Commander Questions NATO’s Relevance

Gen. B. John Craddock, head of the U. S. European Command and NATO Supreme Allied Commander Europe, in a speech to policy makers and defense analysts called the relevance of the NATO alliance into question, at least in the context of Afghanistan:

Pointing to more than 70 “caveats” that give individual countries a veto over certain operations, and the fact that troop commitments remain unfulfilled, General John Craddock said he was fearful the operation was being short-changed.

“We are demonstrating a political will that is in my judgment sometimes wavering,” Craddock, a U.S. general and NATO’s Supreme Allied Commander Europe, said in a speech to policymakers and defense analysts in London.

“It’s this wavering political will that impedes operational progress and brings into question the relevance of the alliance here in the 21st century,” he said.

He also defended the view recently expressed by Brigadier Mark Carleton-Smith, Britain’s outgoing commander in Afghanistan commander, on the status of the conflict in Afghanistan:

“His comments are generally in line with what our military and political leaders have been saying all along… The conflict in Afghanistan cannot be won by military means alone,” Craddock, who serves as NATO’s operational commander, said.

“We in the international community must come together as part of a truly comprehensive approach (in Afghanistan). The current effort remains disjointed in time and space.”

The complete text of Gen. Craddock’s speech is here.

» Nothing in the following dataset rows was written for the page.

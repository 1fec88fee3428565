//! Keeps a local [`Mirror`] in step with a remote collection.
//!
//! ```text
//! RemoteCollection ──subscribe──► Subscription ──► mirror task ──► on_change(MirrorUpdate)
//!                                                      │
//!                                                      └──► current mirror (replaced, never patched)
//! ```
//!
//! Notifications are applied strictly in arrival order, one full replacement
//! each. A failed subscription is reported once as `MirrorUpdate::Terminated`
//! and is not retried here.

use std::sync::atomic::{AtomicU64, Ordering};
use std::sync::Arc;
use tokio::sync::{Mutex, RwLock};
use tokio::task::JoinHandle;

use contacts_core::{CollectionError, Mirror, Result};

use crate::remote::RemoteCollection;

/// Lifecycle of the mirror's subscription.
#[derive(Debug, Clone, Copy, PartialEq, Eq)]
pub enum MirrorState {
    Idle,
    Live,
    Stopped,
    Failed,
}

/// Delivered to the `on_change` callback.
#[derive(Debug, Clone)]
pub enum MirrorUpdate {
    /// The mirror was replaced by a new snapshot
    Snapshot { sequence: u64, mirror: Mirror },
    /// The subscription failed; no further updates follow
    Terminated(CollectionError),
}

pub struct SyncMirror {
    remote: Arc<dyn RemoteCollection>,
    collection: String,

    /// Latest fully-applied mirror
    current: Arc<RwLock<Mirror>>,

    state: Arc<RwLock<MirrorState>>,

    /// Snapshots applied since construction
    applied: Arc<AtomicU64>,

    /// Held while a callback runs; `false` once stopped
    gate: Option<Arc<Mutex<bool>>>,

    task: Option<JoinHandle<()>>,
}

impl SyncMirror {
    pub fn new(remote: Arc<dyn RemoteCollection>, collection: impl Into<String>) -> Self {
        Self {
            remote,
            collection: collection.into(),
            current: Arc::new(RwLock::new(Mirror::empty())),
            state: Arc::new(RwLock::new(MirrorState::Idle)),
            applied: Arc::new(AtomicU64::new(0)),
            gate: None,
            task: None,
        }
    }

    /// Subscribe and start applying notifications.
    ///
    /// Fails if the mirror is already live, or if the subscription cannot be
    /// established. Once this returns `Ok`, every later failure arrives through
    /// `on_change` as `MirrorUpdate::Terminated`.
    pub async fn start<F>(&mut self, mut on_change: F) -> Result<()>
    where
        F: FnMut(MirrorUpdate) + Send + 'static,
    {
        if *self.state.read().await == MirrorState::Live {
            return Err(CollectionError::Validation(format!(
                "sync for '{}' already started",
                self.collection
            )));
        }
        // A previous run may have ended on its own (terminal failure)
        self.gate = None;
        if let Some(task) = self.task.take() {
            task.abort();
        }

        let mut subscription = match self.remote.subscribe(&self.collection).await {
            Ok(sub) => sub,
            Err(e) => {
                *self.state.write().await = MirrorState::Failed;
                log::warn!("Subscription to '{}' failed: {e}", self.collection);
                return Err(e);
            }
        };

        let gate = Arc::new(Mutex::new(true));
        self.gate = Some(gate.clone());
        *self.state.write().await = MirrorState::Live;
        log::info!("Mirror for '{}' is live", self.collection);

        let current = self.current.clone();
        let state = self.state.clone();
        let applied = self.applied.clone();
        let collection = self.collection.clone();

        self.task = Some(tokio::spawn(async move {
            loop {
                let next = subscription.next().await;

                let active = gate.lock().await;
                if !*active {
                    break;
                }

                match next {
                    Some(Ok(notification)) => {
                        let mirror = Mirror::from_records(notification.records.iter().cloned());
                        *current.write().await = mirror.clone();
                        applied.fetch_add(1, Ordering::SeqCst);
                        log::debug!(
                            "Mirror '{collection}' replaced by snapshot #{} ({} records)",
                            notification.sequence,
                            mirror.len()
                        );
                        on_change(MirrorUpdate::Snapshot {
                            sequence: notification.sequence,
                            mirror,
                        });
                    }
                    Some(Err(e)) => {
                        *state.write().await = MirrorState::Failed;
                        log::warn!("Subscription to '{collection}' terminated: {e}");
                        on_change(MirrorUpdate::Terminated(e));
                        break;
                    }
                    None => {
                        *state.write().await = MirrorState::Failed;
                        log::warn!("Subscription to '{collection}' ended");
                        on_change(MirrorUpdate::Terminated(CollectionError::Transport(
                            "subscription ended".to_string(),
                        )));
                        break;
                    }
                }
            }
        }));

        Ok(())
    }

    /// Cancel the subscription. Once this returns, `on_change` is never called
    /// again, including for notifications that had already arrived.
    pub async fn stop(&mut self) {
        if let Some(gate) = self.gate.take() {
            // Waits for an in-flight callback to finish
            *gate.lock().await = false;
        }
        if let Some(task) = self.task.take() {
            task.abort();
            let _ = task.await;
        }

        let mut state = self.state.write().await;
        if *state == MirrorState::Live {
            *state = MirrorState::Stopped;
            log::info!("Mirror for '{}' stopped", self.collection);
        }
    }

    /// The latest fully-applied mirror.
    pub async fn current(&self) -> Mirror {
        self.current.read().await.clone()
    }

    pub async fn state(&self) -> MirrorState {
        *self.state.read().await
    }

    pub fn applied_count(&self) -> u64 {
        self.applied.load(Ordering::SeqCst)
    }

    pub fn collection(&self) -> &str {
        &self.collection
    }
}

impl Drop for SyncMirror {
    fn drop(&mut self) {
        if let Some(task) = self.task.take() {
            task.abort();
        }
    }
}
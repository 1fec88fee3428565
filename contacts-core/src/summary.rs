//! Aggregate figures over the whole mirror, for dashboard-style displays.

use indexmap::IndexMap;
use serde::{Deserialize, Serialize};

use crate::mirror::Mirror;

/// Role label used when counting records without a role.
pub const UNKNOWN_ROLE: &str = "Unknown";

/// How many companies `recent_companies` lists.
pub const RECENT_COMPANY_LIMIT: usize = 5;

#[derive(Debug, Clone, Default, PartialEq, Eq, Serialize, Deserialize)]
pub struct MirrorSummary {
    pub total: usize,
    /// (role, count) in first-seen order
    pub role_distribution: Vec<(String, usize)>,
    /// Company of the first records in mirror order
    pub recent_companies: Vec<String>,
}

impl MirrorSummary {
    pub fn from_mirror(mirror: &Mirror) -> Self {
        let mut roles: IndexMap<&str, usize> = IndexMap::new();
        for record in mirror.iter() {
            let role = if record.role.is_empty() {
                UNKNOWN_ROLE
            } else {
                record.role.as_str()
            };
            *roles.entry(role).or_insert(0) += 1;
        }

        Self {
            total: mirror.len(),
            role_distribution: roles
                .into_iter()
                .map(|(role, count)| (role.to_string(), count))
                .collect(),
            recent_companies: mirror
                .iter()
                .take(RECENT_COMPANY_LIMIT)
                .map(|r| r.company.clone())
                .collect(),
        }
    }

    pub fn count_for(&self, role: &str) -> usize {
        self.role_distribution
            .iter()
            .find(|(r, _)| r == role)
            .map_or(0, |(_, count)| *count)
    }
}
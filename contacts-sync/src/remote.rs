//! The remote document store as seen by the sync layer.
//!
//! [`RemoteCollection`] is the single injected handle through which all
//! reads, writes and subscriptions flow. Implementations:
//!
//! - [`MemoryCollection`](crate::memory::MemoryCollection): in-process store, also the test double
//! - [`RemoteClient`](crate::client::RemoteClient): WebSocket link to a [`CollectionServer`](crate::server::CollectionServer)

use async_trait::async_trait;
use futures_util::stream::{Stream, StreamExt};
use std::fmt;
use std::pin::Pin;
use std::sync::Arc;

use contacts_core::{ContactDraft, ContactId, ContactRecord, Result};

/// One push event: the complete current record set of a collection.
#[derive(Debug, Clone, PartialEq)]
pub struct Notification {
    /// Position of this snapshot in the collection's change history
    pub sequence: u64,
    pub records: Arc<Vec<ContactRecord>>,
}

impl Notification {
    pub fn new(sequence: u64, records: Vec<ContactRecord>) -> Self {
        Self {
            sequence,
            records: Arc::new(records),
        }
    }
}

/// Stream of notifications. An `Err` item is terminal: nothing follows it.
pub type NotificationStream = Pin<Box<dyn Stream<Item = Result<Notification>> + Send>>;

/// A live subscription to one collection.
///
/// Dropping the subscription (or calling [`unsubscribe`](Self::unsubscribe))
/// releases it at the store.
pub struct Subscription {
    collection: String,
    stream: NotificationStream,
    on_unsubscribe: Option<Box<dyn FnOnce() + Send>>,
}

impl Subscription {
    pub fn new(collection: impl Into<String>, stream: NotificationStream) -> Self {
        Self {
            collection: collection.into(),
            stream,
            on_unsubscribe: None,
        }
    }

    /// Attach a hook that runs exactly once when the subscription is released.
    pub fn with_unsubscribe_hook(mut self, hook: impl FnOnce() + Send + 'static) -> Self {
        self.on_unsubscribe = Some(Box::new(hook));
        self
    }

    pub fn collection(&self) -> &str {
        &self.collection
    }

    /// Wait for the next notification. `None` means the stream ended.
    pub async fn next(&mut self) -> Option<Result<Notification>> {
        self.stream.next().await
    }

    pub fn unsubscribe(self) {
        drop(self);
    }
}

impl Drop for Subscription {
    fn drop(&mut self) {
        if let Some(hook) = self.on_unsubscribe.take() {
            hook();
        }
    }
}

impl fmt::Debug for Subscription {
    fn fmt(&self, f: &mut fmt::Formatter<'_>) -> fmt::Result {
        f.debug_struct("Subscription")
            .field("collection", &self.collection)
            .finish_non_exhaustive()
    }
}

/// Streaming document store holding named collections of contacts.
///
/// Error contract:
/// - `get`, `update` and `delete` fail with `NotFound` when the id is absent
/// - any failure to reach the store is `Transport`
#[async_trait]
pub trait RemoteCollection: Send + Sync {
    /// Subscribe to a collection. The first notification carries the current
    /// record set; every later change produces another full snapshot.
    async fn subscribe(&self, collection: &str) -> Result<Subscription>;

    async fn get(&self, collection: &str, id: ContactId) -> Result<ContactRecord>;

    /// Store a new record and return its assigned id.
    async fn create(&self, collection: &str, draft: ContactDraft) -> Result<ContactId>;

    async fn update(&self, collection: &str, id: ContactId, patch: ContactDraft) -> Result<()>;

    async fn delete(&self, collection: &str, id: ContactId) -> Result<()>;
}

#[cfg(test)]
mod tests {
    use super::*;
    use futures_util::stream;
    use std::sync::atomic::{AtomicUsize, Ordering};

    #[tokio::test]
    async fn test_subscription_yields_stream_items() {
        let items: Vec<Result<Notification>> =
            vec![Ok(Notification::new(1, Vec::new())), Ok(Notification::new(2, Vec::new()))];
        let mut sub = Subscription::new("contacts", Box::pin(stream::iter(items)));

        assert_eq!(sub.collection(), "contacts");
        assert_eq!(sub.next().await.unwrap().unwrap().sequence, 1);
        assert_eq!(sub.next().await.unwrap().unwrap().sequence, 2);
        assert!(sub.next().await.is_none());
    }

    #[tokio::test]
    async fn test_unsubscribe_hook_runs_once() {
        let calls = Arc::new(AtomicUsize::new(0));
        let counter = calls.clone();
        let sub = Subscription::new("contacts", Box::pin(stream::empty::<Result<Notification>>()))
            .with_unsubscribe_hook(move || {
                counter.fetch_add(1, Ordering::SeqCst);
            });

        sub.unsubscribe();
        assert_eq!(calls.load(Ordering::SeqCst), 1);
    }
}
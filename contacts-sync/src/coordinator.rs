//! Write path: create, update and remove contacts at the remote store.
//!
//! The coordinator never touches a mirror. A successful write becomes visible
//! only when the store's next notification reaches the [`SyncMirror`], so there
//! is a window after the write is acknowledged during which the mirror is
//! still stale. Failures are returned exactly once and never retried.
//!
//! [`SyncMirror`]: crate::mirror::SyncMirror

use std::sync::Arc;

use contacts_core::{ContactDraft, ContactId, ContactRecord, Result};

use crate::remote::RemoteCollection;

pub struct MutationCoordinator {
    remote: Arc<dyn RemoteCollection>,
    collection: String,
}

impl MutationCoordinator {
    pub fn new(remote: Arc<dyn RemoteCollection>, collection: impl Into<String>) -> Self {
        Self {
            remote,
            collection: collection.into(),
        }
    }

    /// Create a contact. An empty or whitespace-only name is rejected with
    /// `Validation` before anything is sent.
    pub async fn create(&self, draft: ContactDraft) -> Result<ContactId> {
        if let Err(e) = draft.validate() {
            log::debug!("Rejected create in '{}': {e}", self.collection);
            return Err(e);
        }

        let id = self.remote.create(&self.collection, draft).await.map_err(|e| {
            log::warn!("Create in '{}' failed: {e}", self.collection);
            e
        })?;
        log::debug!("Created contact {id} in '{}'", self.collection);
        Ok(id)
    }

    /// Overwrite a contact's fields. A concurrent remote delete surfaces as
    /// `NotFound`.
    pub async fn update(&self, id: ContactId, patch: ContactDraft) -> Result<()> {
        self.remote
            .update(&self.collection, id, patch)
            .await
            .map_err(|e| {
                log::warn!("Update of {id} in '{}' failed: {e}", self.collection);
                e
            })?;
        log::debug!("Updated contact {id} in '{}'", self.collection);
        Ok(())
    }

    /// Delete a contact. Deleting an id that is already gone returns
    /// `NotFound`, which callers may treat as a benign outcome.
    pub async fn remove(&self, id: ContactId) -> Result<()> {
        self.remote.delete(&self.collection, id).await.map_err(|e| {
            if e.is_not_found() {
                log::debug!("Contact {id} was already removed from '{}'", self.collection);
            } else {
                log::warn!("Remove of {id} from '{}' failed: {e}", self.collection);
            }
            e
        })?;
        log::debug!("Removed contact {id} from '{}'", self.collection);
        Ok(())
    }

    /// Read one contact straight from the store.
    pub async fn fetch(&self, id: ContactId) -> Result<ContactRecord> {
        self.remote.get(&self.collection, id).await
    }

    pub fn collection(&self) -> &str {
        &self.collection
    }
}
//! # contacts-core: data model and view derivation for live contact lists
//!
//! Everything in this crate is synchronous and free of I/O:
//!
//! - [`record`]: `ContactId`, `ContactRecord`, `ContactDraft`
//! - [`mirror`]: immutable local copy of the remote collection
//! - [`query`]: filter / sort / pagination parameters and their reset policy
//! - [`pipeline`]: `derive_view`, mirror + query → visible page
//! - [`summary`]: role distribution and recent companies over the mirror
//! - [`error`]: the `CollectionError` taxonomy shared with `contacts-sync`

pub mod error;
pub mod mirror;
pub mod pipeline;
pub mod query;
pub mod record;
pub mod summary;

pub use error::{CollectionError, Result};
pub use mirror::Mirror;
pub use pipeline::{available_role_filters, derive_view, filter_and_sort, DerivedView, OTHER_ROLE};
pub use query::{QueryState, RoleFilter, SortField, SortOrder, ALL_ROLES, DEFAULT_PAGE_SIZE};
pub use record::{ContactDraft, ContactId, ContactRecord};
pub use summary::{MirrorSummary, RECENT_COMPANY_LIMIT, UNKNOWN_ROLE};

He also called for a new global strategic threat assessment by the alliance and a new strategic concept for the 21st century.

I’m afraid that’s not going to be enough. The world moves much, much faster now than it did even in 1999 when the last such reassessment was performed and for a strategic concept to remain relevant reassessment should be ongoing.

UPDATE (James Joyner): I’ve added my own thoughts on this at New Atlanticist.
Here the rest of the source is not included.